======== EXERCISE INPUTS

//! Pure animation and surface-shading math.
//!
//! These functions are the CPU reference for the kinetic WGSL program in the
//! render backend: same inputs, same math, same constants. GLSL semantics are
//! used throughout (`fract` and `mod` are floor-based, `smoothstep` clamps
//! and accepts reversed edges).

use glam::{Mat4, Vec3};

/// Assembly spin rate about +Y, radians per second.
pub const ANGULAR_RATE: f32 = 0.15;
/// Static tilt about +X, radians.
pub const TILT: f32 = 0.2;
/// Grid cells per world unit.
pub const GRID_SCALE: f32 = 4.0;
/// Upward travel speed of the pulse band, world units per second.
pub const FLOW_SPEED: f32 = 2.0;
/// Vertical distance between consecutive pulse bands.
pub const REPEAT_HEIGHT: f32 = 5.0;

/// Kinetic gold accent, #FFD700.
pub const ACCENT: Vec3 = Vec3::new(1.0, 0.843, 0.0);
/// Deep black base, #050505.
pub const BASE: Vec3 = Vec3::new(0.0196, 0.0196, 0.0196);
/// Dark grey grid, #333333.
pub const GRID: Vec3 = Vec3::new(0.2, 0.2, 0.2);

/// Yaw about the vertical axis after `elapsed` seconds. Zero at mount,
/// continuous and monotonic.
pub fn yaw_angle(elapsed: f32) -> f32 {
    elapsed * ANGULAR_RATE
}

/// Model matrix for the whole suite: constant tilt outside the animated yaw.
///
/// Recomputed from elapsed time every frame rather than accumulated, so the
/// same elapsed value always yields the same pose.
pub fn assembly_transform(elapsed: f32) -> Mat4 {
    Mat4::from_rotation_x(TILT) * Mat4::from_rotation_y(yaw_angle(elapsed))
}

/// GLSL `fract`: always in `[0, 1)`, unlike `f32::fract` for negatives.
fn fract(x: f32) -> f32 {
    x - x.floor()
}

/// GLSL `step`.
fn step(edge: f32, x: f32) -> f32 {
    if x >= edge { 1.0 } else { 0.0 }
}

/// GLSL `smoothstep`, reversed edges allowed (used for the falling edge).
fn smoothstep(edge0: f32, edge1: f32, x: f32) -> f32 {
    let t = ((x - edge0) / (edge1 - edge0)).clamp(0.0, 1.0);
    t * t * (3.0 - 2.0 * t)
}

/// View-angle edge brightening: strongest at grazing incidence.
pub fn fresnel(view_dir: Vec3, normal: Vec3) -> f32 {
    let facing = view_dir.dot(normal).max(0.0);
    (1.0 - facing) * (1.0 - facing)
}

/// Architectural grid mask: 1 on the thin band just below each cell boundary
/// in world X or Y, 0 strictly between lines.
pub fn grid_mask(world: Vec3) -> f32 {
    let gx = step(0.95, fract(world.x * GRID_SCALE));
    let gy = step(0.95, fract(world.y * GRID_SCALE));
    gx.max(gy)
}

/// Upward-traveling pulse band.
///
/// The wrapped flow coordinate repeats every [`REPEAT_HEIGHT`]; the band is
/// shaped by a rising edge over `0..0.8` and a falling edge over `2.5..0.8`,
/// so the value is exactly 0 outside `(0, 2.5)`.
pub fn pulse(world: Vec3, time: f32) -> f32 {
    let flow = (world.y - time * FLOW_SPEED + world.x * 0.3).rem_euclid(REPEAT_HEIGHT);
    smoothstep(0.0, 0.8, flow) * smoothstep(2.5, 0.8, flow)
}

/// Fast secondary flicker: thresholded high-frequency sine over world Y.
pub fn flicker(world: Vec3, time: f32) -> f32 {
    step(0.98, (world.y * 20.0 - time * 10.0).sin())
}

/// Shaded surface output: linear color and opacity.
#[derive(Debug, Clone, Copy, PartialEq)]
pub struct Surface {
    pub color: Vec3,
    pub alpha: f32,
}

/// Full surface composition at one world-space point.
///
/// Base stays near-black; grid lines blend toward the accent as the pulse and
/// flicker pass; the pulse adds direct and Fresnel glow on top. Opacity is
/// near zero except at grazing angles and inside the band, which reads as
/// data flowing through glass.
pub fn shade(world: Vec3, normal: Vec3, camera_pos: Vec3, time: f32) -> Surface {
    let view_dir = (camera_pos - world).normalize();
    let fresnel = fresnel(view_dir, normal);
    let grid = grid_mask(world);
    let pulse = pulse(world, time);
    let flicker = flicker(world, time);

    let active_grid = GRID.lerp(ACCENT, pulse * 1.5 + flicker * 0.8);
    let mut color = BASE.lerp(active_grid, grid);
    color += ACCENT * pulse * 0.35;
    color += ACCENT * fresnel * 0.8 * pulse;

    let alpha = 0.02 + fresnel * 0.1 + pulse * 0.3;
    Surface { color, alpha }
}

#[cfg(test)]
mod tests {
    use super::*;

    const EPS: f32 = 1e-5;

    #[test]
    fn yaw_starts_at_zero_and_is_linear() {
        assert_eq!(yaw_angle(0.0), 0.0);
        assert!((yaw_angle(1.0) - 0.15).abs() < EPS);
        assert!((yaw_angle(10.0) - 1.5).abs() < EPS);
        assert!(yaw_angle(2.0) > yaw_angle(1.0));
    }

    #[test]
    fn transform_at_zero_is_pure_tilt() {
        let m = assembly_transform(0.0);
        let expected = Mat4::from_rotation_x(TILT);
        assert!(m.abs_diff_eq(expected, EPS));
    }

    #[test]
    fn fresnel_extremes() {
        let n = Vec3::Z;
        // Head-on view: no edge glow.
        assert_eq!(fresnel(Vec3::Z, n), 0.0);
        // Grazing view: full glow.
        assert!((fresnel(Vec3::X, n) - 1.0).abs() < EPS);
        // Back-facing view direction clamps to full glow, not beyond.
        assert!((fresnel(-Vec3::Z, n) - 1.0).abs() < EPS);
    }

    #[test]
    fn grid_line_sits_below_each_cell_boundary() {
        // Cell size is 1/GRID_SCALE = 0.25; the line is where fract >= 0.95.
        assert_eq!(grid_mask(Vec3::new(0.2475, 0.1, 0.0)), 1.0);
        assert_eq!(grid_mask(Vec3::new(0.1, 0.1, 0.0)), 0.0);
        // Either axis activates the mask.
        assert_eq!(grid_mask(Vec3::new(0.1, 0.2475, 0.0)), 1.0);
        // Holds away from the origin and for negative coordinates.
        assert_eq!(grid_mask(Vec3::new(3.2475, 0.1, 0.0)), 1.0);
        assert_eq!(grid_mask(Vec3::new(-0.0025, 0.1, 0.0)), 1.0);
    }

    #[test]
    fn pulse_band_window() {
        // With time = 0 and x = 0 the flow coordinate equals world Y.
        let at = |y: f32| pulse(Vec3::new(0.0, y, 0.0), 0.0);
        assert_eq!(at(0.0), 0.0);
        assert!((at(0.8) - 1.0).abs() < EPS); // plateau between the edges
        assert!(at(1.5) > 0.0);
        assert_eq!(at(2.5), 0.0);
        assert_eq!(at(3.0), 0.0);
        assert_eq!(at(4.9), 0.0);
    }

    #[test]
    fn pulse_is_periodic_in_repeat_height() {
        let p = Vec3::new(1.3, 0.7, 0.0);
        let shifted = p + Vec3::new(0.0, REPEAT_HEIGHT, 0.0);
        assert!((pulse(p, 2.4) - pulse(shifted, 2.4)).abs() < 1e-4);
        // Advancing time by one full band period also repeats.
        let period = REPEAT_HEIGHT / FLOW_SPEED;
        assert!((pulse(p, 0.3) - pulse(p, 0.3 + period)).abs() < 1e-4);
    }

    #[test]
    fn pulse_travels_upward() {
        // A point just above an active band becomes active as time advances.
        let p = Vec3::new(0.0, 2.6, 0.0);
        assert_eq!(pulse(p, 0.0), 0.0);
        assert!(pulse(p, 0.5) > 0.0);
    }

    #[test]
    fn flicker_is_binary() {
        let hot = Vec3::new(0.0, std::f32::consts::FRAC_PI_2 / 20.0, 0.0);
        assert_eq!(flicker(hot, 0.0), 1.0);
        assert_eq!(flicker(Vec3::ZERO, 0.0), 0.0);
    }

    #[test]
    fn alpha_stays_in_range() {
        let camera = Vec3::new(8.0, 8.0, 8.0);
        let mut min = f32::MAX;
        let mut max = f32::MIN;
        for i in 0..50 {
            for j in 0..50 {
                let world = Vec3::new(i as f32 * 0.13 - 3.0, j as f32 * 0.11, 0.4);
                let s = shade(world, Vec3::Z, camera, i as f32 * 0.37);
                min = min.min(s.alpha);
                max = max.max(s.alpha);
            }
        }
        assert!(min >= 0.02);
        assert!(max < 1.0);
    }

    #[test]
    fn quiet_surface_is_near_black_glass() {
        // Outside the band, facing the camera, off the grid: base color only.
        let world = Vec3::new(0.1, 3.0, 0.0);
        let camera = world + Vec3::Z * 10.0;
        let s = shade(world, Vec3::Z, camera, 0.0);
        assert_eq!(pulse(world, 0.0), 0.0);
        assert!(s.color.abs_diff_eq(BASE, 1e-3));
        assert!((s.alpha - 0.02).abs() < 1e-3);
    }
}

================

#### ABOUT THIS TASK
Taking the listing above as the source, transcribe only the lines starting at the line with "color += ACCENT * fresnel * 0.8 * pulse;" and going through the line with "assert_eq!(yaw_angle(0.0), 0.0);", unaltered and with both ends included.

#### TASK RESULT
    color += ACCENT * fresnel * 0.8 * pulse;

    let alpha = 0.02 + fresnel * 0.1 + pulse * 0.3;
    Surface { color, alpha }
}

#[cfg(test)]
mod tests {
    use super::*;

    const EPS: f32 = 1e-5;

    #[test]
    fn yaw_starts_at_zero_and_is_linear() {
        assert_eq!(yaw_angle(0.0), 0.0);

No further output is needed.